Wednesday, July 30, 2014

Review of FBI Expert Testimony Finding Serious Trouble

The July 29, 2014 Washington Post reports that a federal government review of FBI crime lab "expert" testimony is finding really, really serious problems:
Nearly every criminal case reviewed by the FBI and the Justice Department as part of a massive investigation started in 2012 of problems at the FBI lab has included flawed forensic testimony from the agency, government officials said.
The findings troubled the bureau, and it stopped the review of convictions last August. Case reviews resumed this month at the order of the Justice Department, the officials said.
U.S. officials began the inquiry after The Washington Post reported two years ago that flawed forensic evidence involving microscopic hair matches might have led to the convictions of hundreds of potentially innocent people.
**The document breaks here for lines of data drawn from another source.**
// ---------------------------------------------------------------------------
// Fetch
// ---------------------------------------------------------------------------

/// Pending result of [`DownloadCache::fetch`].
#[derive(Debug)]
pub struct Fetch<V> {
    id: FetchId,
    key: String,
    rx: oneshot::Receiver<Result<V, FetchError>>,
}

impl<V> Fetch<V> {
    /// Identifier to pass to [`DownloadCache::cancel`].
    #[must_use]
    pub fn id(&self) -> FetchId {
        self.id
    }

    #[must_use]
    pub fn key(&self) -> &str {
        &self.key
    }
}

impl<V> Future for Fetch<V> {
    type Output = Result<V, FetchError>;

    fn poll(mut self: Pin<&mut Self>, cx: &mut Context<'_>) -> Poll<Self::Output> {
        match Pin::new(&mut self.rx).poll(cx) {
            Poll::Ready(Ok(result)) => Poll::Ready(result),
            Poll::Ready(Err(_)) => Poll::Ready(Err(FetchError::Cancelled)),
            Poll::Pending => Poll::Pending,
        }
    }
}

#[cfg(test)]
mod tests {
    use std::sync::atomic::AtomicU32;
    use std::time::Duration;

    use conductor_core::{ExclusivityRegistry, QueueConfig};
    use futures_util::future::BoxFuture;

    use super::*;

    fn cache() -> DownloadCache<String> {
        let queue = OperationQueue::new(
            QueueConfig::named("downloads"),
            Arc::new(ExclusivityRegistry::new()),
        );
        DownloadCache::new(16, queue)
    }

    fn slow_producer(
        calls: &Arc<AtomicU32>,
        value: &'static str,
    ) -> impl FnOnce() -> BoxFuture<'static, anyhow::Result<String>> + Send + 'static {
        let calls = calls.clone();
        move || -> BoxFuture<'static, anyhow::Result<String>> {
            calls.fetch_add(1, Ordering::SeqCst);
            Box::pin(async move {
                tokio::time::sleep(Duration::from_millis(20)).await;
                Ok(value.to_string())
            })
        }
    }

    #[tokio::test(flavor = "multi_thread", worker_threads = 4)]
    async fn concurrent_fetches_share_one_producer() {
        let cache = cache();
        let calls = Arc::new(AtomicU32::new(0));

        let first = cache.fetch("k", CachePolicy::UseCache, slow_producer(&calls, "v"));
        let second = cache.fetch("k", CachePolicy::UseCache, slow_producer(&calls, "other"));
        assert_ne!(first.id(), second.id());
        assert!(cache.is_in_flight("k"));

        let (a, b) = tokio::join!(first, second);
        assert_eq!(a.unwrap(), "v");
        assert_eq!(b.unwrap(), "v");
        assert_eq!(calls.load(Ordering::SeqCst), 1);
        assert_eq!(cache.get("k").as_deref(), Some("v"));
        assert!(!cache.is_in_flight("k"));
    }

    #[tokio::test]
    async fn completed_value_is_served_without_producer() {
        let cache = cache();
        let calls = Arc::new(AtomicU32::new(0));
        cache
            .fetch("k", CachePolicy::UseCache, slow_producer(&calls, "v"))
            .await
            .unwrap();

        let cached = cache
            .fetch("k", CachePolicy::UseCache, slow_producer(&calls, "new"))
            .await
            .unwrap();
        assert_eq!(cached, "v");
        assert_eq!(calls.load(Ordering::SeqCst), 1);
        assert_eq!(cache.len(), 1);
    }

    #[tokio::test]
    async fn reload_bypasses_completed_value() {
        let cache = cache();
        let calls = Arc::new(AtomicU32::new(0));
        cache
            .fetch("k", CachePolicy::UseCache, slow_producer(&calls, "v1"))
            .await
            .unwrap();

        let reloaded = cache
            .fetch("k", CachePolicy::ReloadIgnoringCache, slow_producer(&calls, "v2"))
            .await
            .unwrap();
        assert_eq!(reloaded, "v2");
        assert_eq!(calls.load(Ordering::SeqCst), 2);
        assert_eq!(cache.get("k").as_deref(), Some("v2"));
    }

    #[tokio::test]
    async fn reload_still_joins_in_flight_fetch() {
        let cache = cache();
        let calls = Arc::new(AtomicU32::new(0));
        let first = cache.fetch("k", CachePolicy::UseCache, slow_producer(&calls, "v"));
        let second = cache.fetch("k", CachePolicy::ReloadIgnoringCache, slow_producer(&calls, "x"));

        assert_eq!(second.await.unwrap(), "v");
        assert_eq!(first.await.unwrap(), "v");
        assert_eq!(calls.load(Ordering::SeqCst), 1);
    }

    #[tokio::test]
    async fn cancelling_one_caller_keeps_producer_for_others() {
        let cache = cache();
        let calls = Arc::new(AtomicU32::new(0));
        let first = cache.fetch("k", CachePolicy::UseCache, slow_producer(&calls, "v"));
        let second = cache.fetch("k", CachePolicy::UseCache, slow_producer(&calls, "v"));

        assert!(cache.cancel(first.id()));
        assert!(matches!(first.await, Err(FetchError::Cancelled)));
        assert_eq!(second.await.unwrap(), "v");
        assert_eq!(cache.get("k").as_deref(), Some("v"));
    }

    #[tokio::test]
    async fn cancelling_last_caller_cancels_producer() {
        let cache = cache();
        let calls = Arc::new(AtomicU32::new(0));
        let fetch = cache.fetch("k", CachePolicy::UseCache, slow_producer(&calls, "v"));
        let id = fetch.id();

        assert!(cache.cancel(id));
        assert!(matches!(fetch.await, Err(FetchError::Cancelled)));
        assert!(!cache.is_in_flight("k"));
        assert!(!cache.cancel(id));

        tokio::time::sleep(Duration::from_millis(40)).await;
        assert!(cache.get("k").is_none());
    }

    #[tokio::test(flavor = "multi_thread", worker_threads = 4)]
    async fn repeated_fetches_around_completion_run_one_producer() {
        for round in 0..20 {
            let cache = cache();
            let calls = Arc::new(AtomicU32::new(0));
            let key = format!("k{round}");

            let mut callers = Vec::new();
            for _ in 0..4 {
                let cache = cache.clone();
                let calls = calls.clone();
                let key = key.clone();
                callers.push(tokio::spawn(async move {
                    for _ in 0..25 {
                        let calls = calls.clone();
                        let value = cache
                            .fetch(key.clone(), CachePolicy::UseCache, move || async move {
                                calls.fetch_add(1, Ordering::SeqCst);
                                tokio::time::sleep(Duration::from_millis(2)).await;
                                Ok("v".to_string())
                            })
                            .await
                            .unwrap();
                        assert_eq!(value, "v");
                        tokio::task::yield_now().await;
                    }
                }));
            }
            for caller in callers {
                caller.await.unwrap();
            }
            assert_eq!(calls.load(Ordering::SeqCst), 1);
        }
    }

    #[tokio::test]
    async fn failed_producer_is_not_cached() {
        let cache = cache();
        let result = cache
            .fetch("k", CachePolicy::UseCache, || async {
                Err::<String, _>(anyhow::anyhow!("503 from origin"))
            })
            .await;

        match result {
            Err(FetchError::Failed(err)) => {
                assert_eq!(err.to_string(), "execution failed: 503 from origin");
            }
            other => panic!("unexpected result: {other:?}"),
        }
        assert!(cache.get("k").is_none());
        assert!(!cache.is_in_flight("k"));
    }

    #[test]
    fn cancelled_errors_map_to_cancelled() {
        let err = FetchError::from_errors(vec![OperationError::Cancelled]);
        assert!(matches!(err, FetchError::Cancelled));
        let err = FetchError::from_errors(Vec::new());
        assert!(matches!(err, FetchError::Failed(_)));
    }
}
Most of those defendants never were told of the problems in their cases.
I first became aware of how severe the problems at the FBI's much publicized crime lab when reading the transcripts of the McVeigh trial.  There were really, really serious problems.  The bomb range was adjacent to the lab where they were doing nanogram level detection of explosives on evidence--and people could and did walk from the bomb range, where they had been handling explosives, into the room where the gas chromatographs were supposed to be doing this very sensitive testing of evidence.  Some of the evidence from the Murrah Building in Oklahoma City was placed in the same paper bag as some of the evidence taken from McVeigh's person, with no serious attempt to separate these items.  And yet we were supposed to take seriously their evidence?  Worse, it made me wonder how accurate some of the other "expert" testimony involving lock cylinders and tool marks were.

1 comment:

  1. Standard joke about the FBI: the letters actually stand for Famous But Incompetent.